The Minimum Dietary Diversity for Women of Reproductive Age (MDD-W) indicator should not been viewed as a message or used as guidance for developing messages. This is a common mistake.
Indicators, dietary guidelines and behaviour change messages are developed through very different processes. In particular, because it was developed for global use, MDD-W may or may not align perfectly with best messages for improving diets in any given content.
Development of national dietary guidelines is a scientific and political process, incorporating a range of evidence and stakeholder perspectives. The types of evidence used to inform guidelines include assessments of food and nutrient intakes, food supplies, prevalence and public health importance of diet-related health and nutrition outcomes, and cultural preferences, among others.
Similar to dietary guidelines, programmatic efforts involving social and behaviour change communication are grounded in deep knowledge of context and in examinations of how best to motivate behaviour change given the cultural context and the potential motivators for and constraints to change.
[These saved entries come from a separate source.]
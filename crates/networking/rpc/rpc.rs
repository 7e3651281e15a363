pub mod engine;
pub mod utils;

use serde_json::Value;

use utils::RpcErr;

/// One JSON-RPC method: stateless parse of the params, then execution.
pub trait RpcHandler: Sized {
    fn parse(params: &Option<Vec<Value>>) -> Result<Self, RpcErr>;

    fn call(req: &Option<Vec<Value>>) -> Result<Value, RpcErr> {
        let request = Self::parse(req)?;
        request.handle()
    }

    fn handle(&self) -> Result<Value, RpcErr>;
}
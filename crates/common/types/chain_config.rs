use serde::{Deserialize, Serialize};

/// Hard-fork schedule of a chain, as found in the `config` section of a
/// genesis file. `None` means the fork is not scheduled; `0` (or a past
/// activation) means it is already active.
#[derive(Debug, Clone, Copy, Default, PartialEq, Eq, Serialize, Deserialize)]
#[serde(rename_all = "camelCase", default)]
pub struct ChainConfig {
    pub chain_id: u64,

    pub homestead_block: Option<u64>,
    pub dao_fork_block: Option<u64>,
    pub eip150_block: Option<u64>,
    pub eip155_block: Option<u64>,
    pub eip158_block: Option<u64>,
    pub byzantium_block: Option<u64>,
    pub constantinople_block: Option<u64>,
    pub petersburg_block: Option<u64>,
    pub istanbul_block: Option<u64>,
    pub muir_glacier_block: Option<u64>,
    pub berlin_block: Option<u64>,
    pub london_block: Option<u64>,
    pub arrow_glacier_block: Option<u64>,
    pub gray_glacier_block: Option<u64>,
    pub merge_netsplit_block: Option<u64>,

    /// Total difficulty that triggers the consensus upgrade.
    pub terminal_total_difficulty: Option<u128>,

    pub shanghai_time: Option<u64>,
    pub cancun_time: Option<u64>,
    pub prague_time: Option<u64>,
}

impl ChainConfig {
    /// Splits the schedule into block-number and timestamp activations, each
    /// sorted ascending with duplicates removed, zero and pre-genesis
    /// activations filtered out. This is the exact input the fork-id
    /// checksum chain is built over.
    pub fn gather_forks(&self, genesis_timestamp: u64) -> (Vec<u64>, Vec<u64>) {
        let mut block_number_based_forks: Vec<u64> = [
            self.homestead_block,
            self.dao_fork_block,
            self.eip150_block,
            self.eip155_block,
            self.eip158_block,
            self.byzantium_block,
            self.constantinople_block,
            self.petersburg_block,
            self.istanbul_block,
            self.muir_glacier_block,
            self.berlin_block,
            self.london_block,
            self.arrow_glacier_block,
            self.gray_glacier_block,
            self.merge_netsplit_block,
        ]
        .into_iter()
        .flatten()
        .collect();
        block_number_based_forks.sort();
        block_number_based_forks.dedup();
        block_number_based_forks.retain(|block_number| *block_number != 0);

        let mut timestamp_based_forks: Vec<u64> =
            [self.shanghai_time, self.cancun_time, self.prague_time]
                .into_iter()
                .flatten()
                .collect();
        timestamp_based_forks.sort();
        timestamp_based_forks.dedup();
        timestamp_based_forks.retain(|fork_timestamp| *fork_timestamp > genesis_timestamp);

        (block_number_based_forks, timestamp_based_forks)
    }

    pub fn is_london_activated(&self, block_number: u64) -> bool {
        self.london_block.is_some_and(|london| london <= block_number)
    }

    pub fn is_shanghai_activated(&self, block_timestamp: u64) -> bool {
        self.shanghai_time
            .is_some_and(|shanghai| shanghai <= block_timestamp)
    }
}

#[cfg(test)]
mod tests {
    use super::*;

    #[test]
    fn gather_forks_sorts_dedups_and_filters() {
        let config = ChainConfig {
            chain_id: 1,
            homestead_block: Some(5),
            eip150_block: Some(3),
            eip155_block: Some(3),
            berlin_block: Some(0),
            shanghai_time: Some(100),
            cancun_time: Some(50),
            ..Default::default()
        };
        let (blocks, timestamps) = config.gather_forks(60);
        assert_eq!(blocks, vec![3, 5]);
        // cancun_time predates genesis and is dropped
        assert_eq!(timestamps, vec![100]);
    }
}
Food group diversity indicators developed for global use, such as the MDD-W, of necessity lack the cultural and contextual specificity described above for dietary guidelines or other communications efforts. Also, MDD-W provides for a minimum standard – diversification – but is “silent” on quantities consumed and around other dimensions of diet quality (balance, moderation). Conveying messages about diversity alone is necessary but not sufficient to improve diets.